Emergency Services Personnel Changes Are Approved

Beginning on Sept. 2 there will be some position changes within the Office of Emergency Services.

However, the individuals atthe OEM will remain the same.

OEM Director Tom Hart informed the county commissioners Tuesday that Deputy Director Michael Muchek had submitted his resignation, and that he was submitting replacement suggestions for the commission’s approval.

One recommendation was that Muchek would become a part time equipment and maintenance employee.

The other recommendations was that Tracey White and Tony Novel become co-deputy directors. White is currently administrative assistant and search and rescue coordinator while Novel is communications coordinator.

The commissioners approved these requests.

As to Muchek, he has been the assistant director since 2006.

In other actions, the county commissioners approved John Stofen for a full time EMT position. He has previously been a part-time employee.

The commissioners approved a $3,500 donation to the I-68/WVA 2 Authority.

Also, the commissioners signed a proclamation pertaining to the “Paint the Town Purple,” program on behalf of Cancer Survivors “Relay for Life.” This year’s observance will take place this evening (Saturday) in the north parking lot of John Marshall High School. The public is invited to drive their vehicles throughout the parking lot to observe the luminaries.

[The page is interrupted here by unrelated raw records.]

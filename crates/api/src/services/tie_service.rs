use chrono::{DateTime, NaiveDate, NaiveTime, Utc};
use serde_json::json;
use sqlx::PgPool;
use uuid::Uuid;

use infra::models::{MatchRow, TieGameRow};
use infra::repos::{divisions, events, fixtures, matches, tie_games, CreateMatch, CreateTieGame, OrphanedTieSummary};

use super::error::SubmitError;
use super::records;
use crate::config::ScoringConfig;
use crate::standings::{
    resolve_tie, validate_match, DivisionSet, MatchRecord, MatchResult, TieGameRecord, TieResolution,
    TieResult, TieSide, ValidationError,
};

/// One row of the tie form. Rows without a winner or players are unplayed games.
#[derive(Debug, Clone, Default)]
pub struct TieGameParams {
    pub match_type: String,
    pub team_a_players: String,
    pub team_b_players: String,
    pub winner: Option<String>,
    pub score: Option<String>,
}

#[derive(Debug, Clone, Default)]
pub struct SubmitTieParams {
    pub event_id: String,
    pub division_a: String,
    pub division_b: String,
    pub phase: Option<String>,
    pub match_date: Option<NaiveDate>,
    pub match_time: Option<NaiveTime>,
    pub fixture_id: Option<Uuid>,
    pub games: Vec<TieGameParams>,
}

/// A validated, decided tie ready to be written.
#[derive(Debug, Clone)]
pub struct PreparedTie {
    pub tie_id: String,
    pub record: MatchRecord,
    pub games: Vec<TieGameRecord>,
    pub result: TieResult,
}

impl PreparedTie {
    pub fn winning_division(&self) -> &str {
        match self.result.winner {
            TieSide::TeamA => &self.record.division_a,
            TieSide::TeamB => &self.record.division_b,
        }
    }
}

fn required(value: &str, field: &'static str) -> Result<String, ValidationError> {
    let trimmed = value.trim();
    if trimmed.is_empty() {
        Err(ValidationError::MissingField(field))
    } else {
        Ok(trimmed.to_string())
    }
}

fn played_games(tie_id: &str, games: &[TieGameParams]) -> Result<Vec<TieGameRecord>, ValidationError> {
    let mut played = Vec::new();

    for game in games {
        let winner = game.winner.as_deref().map(str::trim).unwrap_or_default();
        let team_a = game.team_a_players.trim();
        let team_b = game.team_b_players.trim();
        if winner.is_empty() || team_a.is_empty() || team_b.is_empty() {
            continue;
        }

        played.push(TieGameRecord {
            tie_id: tie_id.to_string(),
            match_number: played.len() as i32 + 1,
            match_type: game.match_type.trim().to_string(),
            team_a_players: team_a.to_string(),
            team_b_players: team_b.to_string(),
            winner: winner.parse()?,
            score: game
                .score
                .as_deref()
                .map(str::trim)
                .filter(|s| !s.is_empty())
                .map(str::to_string),
        });
    }

    Ok(played)
}

/// Validate a tie form and decide it, without touching the store.
///
/// Game points are the individual games each side won; match points go to the tie
/// winner only.
pub fn prepare_tie(
    params: &SubmitTieParams,
    divisions: &DivisionSet,
    scoring: &ScoringConfig,
    submitted_at: DateTime<Utc>,
) -> Result<PreparedTie, SubmitError> {
    let event_id = required(&params.event_id, "eventId")?;
    let division_a = required(&params.division_a, "divisionA")?;
    let division_b = required(&params.division_b, "divisionB")?;
    let phase = required(params.phase.as_deref().unwrap_or_default(), "phase")?;

    divisions.require(&division_a)?;
    divisions.require(&division_b)?;
    if division_a == division_b {
        return Err(ValidationError::SameDivision(division_a).into());
    }

    let tie_id = format!(
        "{}-{}-{}-{}",
        event_id,
        division_a,
        division_b,
        submitted_at.timestamp_millis()
    );
    let games = played_games(&tie_id, &params.games)?;

    let result = match resolve_tie(&games, scoring.tie_win_threshold, scoring.tie_points_on_win) {
        TieResolution::Decided(result) => result,
        TieResolution::Undecided {
            wins_a,
            wins_b,
            threshold,
        } => {
            return Err(SubmitError::Undecided {
                required: threshold,
                wins_a,
                wins_b,
            })
        }
    };

    let (winner, side_a_result) = match result.winner {
        TieSide::TeamA => (division_a.clone(), MatchResult::Win),
        TieSide::TeamB => (division_b.clone(), MatchResult::Loss),
    };

    let record = MatchRecord {
        id: None,
        event_id,
        division_a,
        division_b,
        winner: Some(winner),
        result: Some(side_a_result),
        match_points_a: result.points_a,
        match_points_b: result.points_b,
        game_points_a: f64::from(result.wins_a),
        game_points_b: f64::from(result.wins_b),
        phase: Some(phase),
        fixture_id: params.fixture_id,
    };
    validate_match(&record, divisions)?;

    Ok(PreparedTie {
        tie_id,
        record,
        games,
        result,
    })
}

pub struct SubmittedTie {
    pub summary: MatchRow,
    pub games: Vec<TieGameRow>,
    pub winner: String,
    pub result: TieResult,
}

/// Decide and store a tie: its summary match, every played game and the fixture's
/// completion all commit together or not at all.
pub async fn submit_tie(
    pool: &PgPool,
    params: SubmitTieParams,
    scoring: &ScoringConfig,
    recorded_by: &str,
) -> Result<SubmittedTie, SubmitError> {
    let divisions = records::division_set(&divisions::list(pool).await?);
    let prepared = prepare_tie(&params, &divisions, scoring, Utc::now())?;

    if events::get_by_id(pool, &prepared.record.event_id).await?.is_none() {
        return Err(ValidationError::UnknownEvent(prepared.record.event_id).into());
    }

    if let Some(inconsistency) = &prepared.result.inconsistency {
        tracing::warn!("Tie {} has inconsistent games: {}", prepared.tie_id, inconsistency);
    }

    match persist_tie(pool, &params, &prepared, recorded_by).await {
        Ok((summary, games)) => {
            tracing::info!(
                "Recorded tie {} won by {} ({}-{}) by {}",
                prepared.tie_id,
                prepared.winning_division(),
                prepared.result.wins_a,
                prepared.result.wins_b,
                recorded_by
            );
            Ok(SubmittedTie {
                summary,
                games,
                winner: prepared.winning_division().to_string(),
                result: prepared.result,
            })
        }
        Err(e) => {
            tracing::error!("Failed to store tie {}, rolled back: {}", prepared.tie_id, e);
            Err(e.into())
        }
    }
}

async fn persist_tie(
    pool: &PgPool,
    params: &SubmitTieParams,
    prepared: &PreparedTie,
    recorded_by: &str,
) -> Result<(MatchRow, Vec<TieGameRow>), sqlx::Error> {
    let record = &prepared.record;
    let mut tx = pool.begin().await?;

    let summary = matches::create(
        &mut *tx,
        CreateMatch {
            event_id: record.event_id.clone(),
            fixture_id: record.fixture_id,
            division_a: record.division_a.clone(),
            division_b: record.division_b.clone(),
            winner: record.winner.clone(),
            result: record.result.map(|r| r.as_str().to_string()),
            match_points_a: record.match_points_a,
            match_points_b: record.match_points_b,
            game_points_a: record.game_points_a,
            game_points_b: record.game_points_b,
            phase: record.phase.clone(),
            match_date: params.match_date,
            match_time: params.match_time,
            match_data: Some(json!({
                "tie_id": prepared.tie_id,
                "tie_result": {
                    "winner": prepared.winning_division(),
                    "points": prepared.result.points_for(prepared.result.winner),
                },
            })),
            recorded_by: Some(recorded_by.to_string()),
        },
    )
    .await?;

    let mut games = Vec::with_capacity(prepared.games.len());
    for game in &prepared.games {
        let row = tie_games::create(
            &mut *tx,
            CreateTieGame {
                match_id: summary.id,
                tie_id: game.tie_id.clone(),
                match_number: game.match_number,
                match_type: game.match_type.clone(),
                team_a_players: game.team_a_players.clone(),
                team_b_players: game.team_b_players.clone(),
                winner: game.winner.as_str().to_string(),
                score: game.score.clone(),
            },
        )
        .await?;
        games.push(row);
    }

    if let Some(fixture_id) = record.fixture_id {
        fixtures::mark_completed(&mut *tx, fixture_id).await?;
    }

    tx.commit().await?;
    Ok((summary, games))
}

/// Tie summaries with no game rows, left behind by writers that did not use a transaction.
pub async fn consistency_report(pool: &PgPool) -> Result<Vec<OrphanedTieSummary>, SubmitError> {
    let orphans = tie_games::list_orphaned_tie_summaries(pool).await?;
    if !orphans.is_empty() {
        tracing::warn!("{} tie summary row(s) have no game rows", orphans.len());
    }
    Ok(orphans)
}
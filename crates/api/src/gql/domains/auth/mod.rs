pub mod resolvers;
pub mod types;

pub use resolvers::AuthQuery;
pub mod jwt;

Made a visit this past week to the Monarch Stadium/John Marshall Field House, where workers are doing some of the final undertakings.

One of the projects is a new parking lot north of the fieldhouse and east of the football stadium.

This area most recently housed what was called a bath house.

That building has been razed and thus will become an area providing some 60 parking facilities for sporting events and other events at Moundsville Middle School.

Much of the parking area north of the football stadium, and west of MMS were reduced when three structures, a football concession, a Lions’ Den and a maintenance facility where erected.

So much for the upper end of the property. At the southern end, the parking lot has been resurfaced.

Now workmen are engaged in preparing the roadway, which used to be known as Court Avenue, to include paving and installing a brick bank.

As to the old bath house, it had a lot of history dating back to the 1950s. On the lower level were locker rooms for swimmers, and on top was an area where individuals watched swimmers and some evening hours danced to music from a DJ. In recent years the building was used by football officials, visiting teams, and also, housed maintenance equipment.


On Nov. 3, Moundsville residents will elect four council members for four-year terms. The council seats which are up are the First and Third Wards, and two at-large positions.

Those seeking the seats are:

For First Ward those seeking the position are incumbent Judy Hunt, and Carole Wood.

For Third Ward, incumbent Eugene Saunders is unopposed. Four years ago he also ran unopposed.

The at-large candidates are Brianna Hickman, currently serving an unexpired term; Randy Chamberlain, a former councilman/mayor; incumbent Phil Remke; David Seam; and Denny Wallace, a former councilman/mayor.


This Thursday’s Hungry for History Summer Series will be exclusively live-streamed on Facebook. It will not be an in-person event, as Sean Duffy has chosen to make his presentation via Facebook/You Tube rather than at the Cockayne Farmstead.

Anyone who wishes to hear the presentation will need to visit the Cockayne Farmstead Facebook page (Cockayne at Glen Dale) or the Cockayne’s You Tube Channel (The Farmstead) at noon on Thursday for the live video. The presentation will be about the Benwood Mine Disaster of 1924.


While the swimming pool at Grand Vue Park has shut down for the summer, all other activities there are in full swing.

General Manager Craig White said the reason for the closing of the pool was because of a personnel shortage.

He added that there is no date set for the closing of other events which close in the fall.

Of course, the cabins are open year round.


Moundsville City Manager Rick Healy, along with city council members, will be meeting this week with representatives from the architectural firm which is preparing plans for a new city building.

The city has already purchased three lots located on Jefferson Avenue, with plans to obtain a fourth parcel.

The new building will be two stories and will house the current occupants — the city manager’s office, city clerk’s office, the fire department, and the city water department –along with the city police department, which for years was housed at the current Sixth Street location.

The new building will include a drive-through window for those who wish to pay bills.

The current building is scheduled to be razed once the new structure is completed.


It was brought to my attention that a couple of people were lined up to make a transaction at a local bank and apparently didn’t have a vehicle, as they were making their way on foot to the bank window. For the past several months, due to COVID-19,the doors of banks haven’t been open unless a person telephones the bank and makes an arrangement to do a transaction.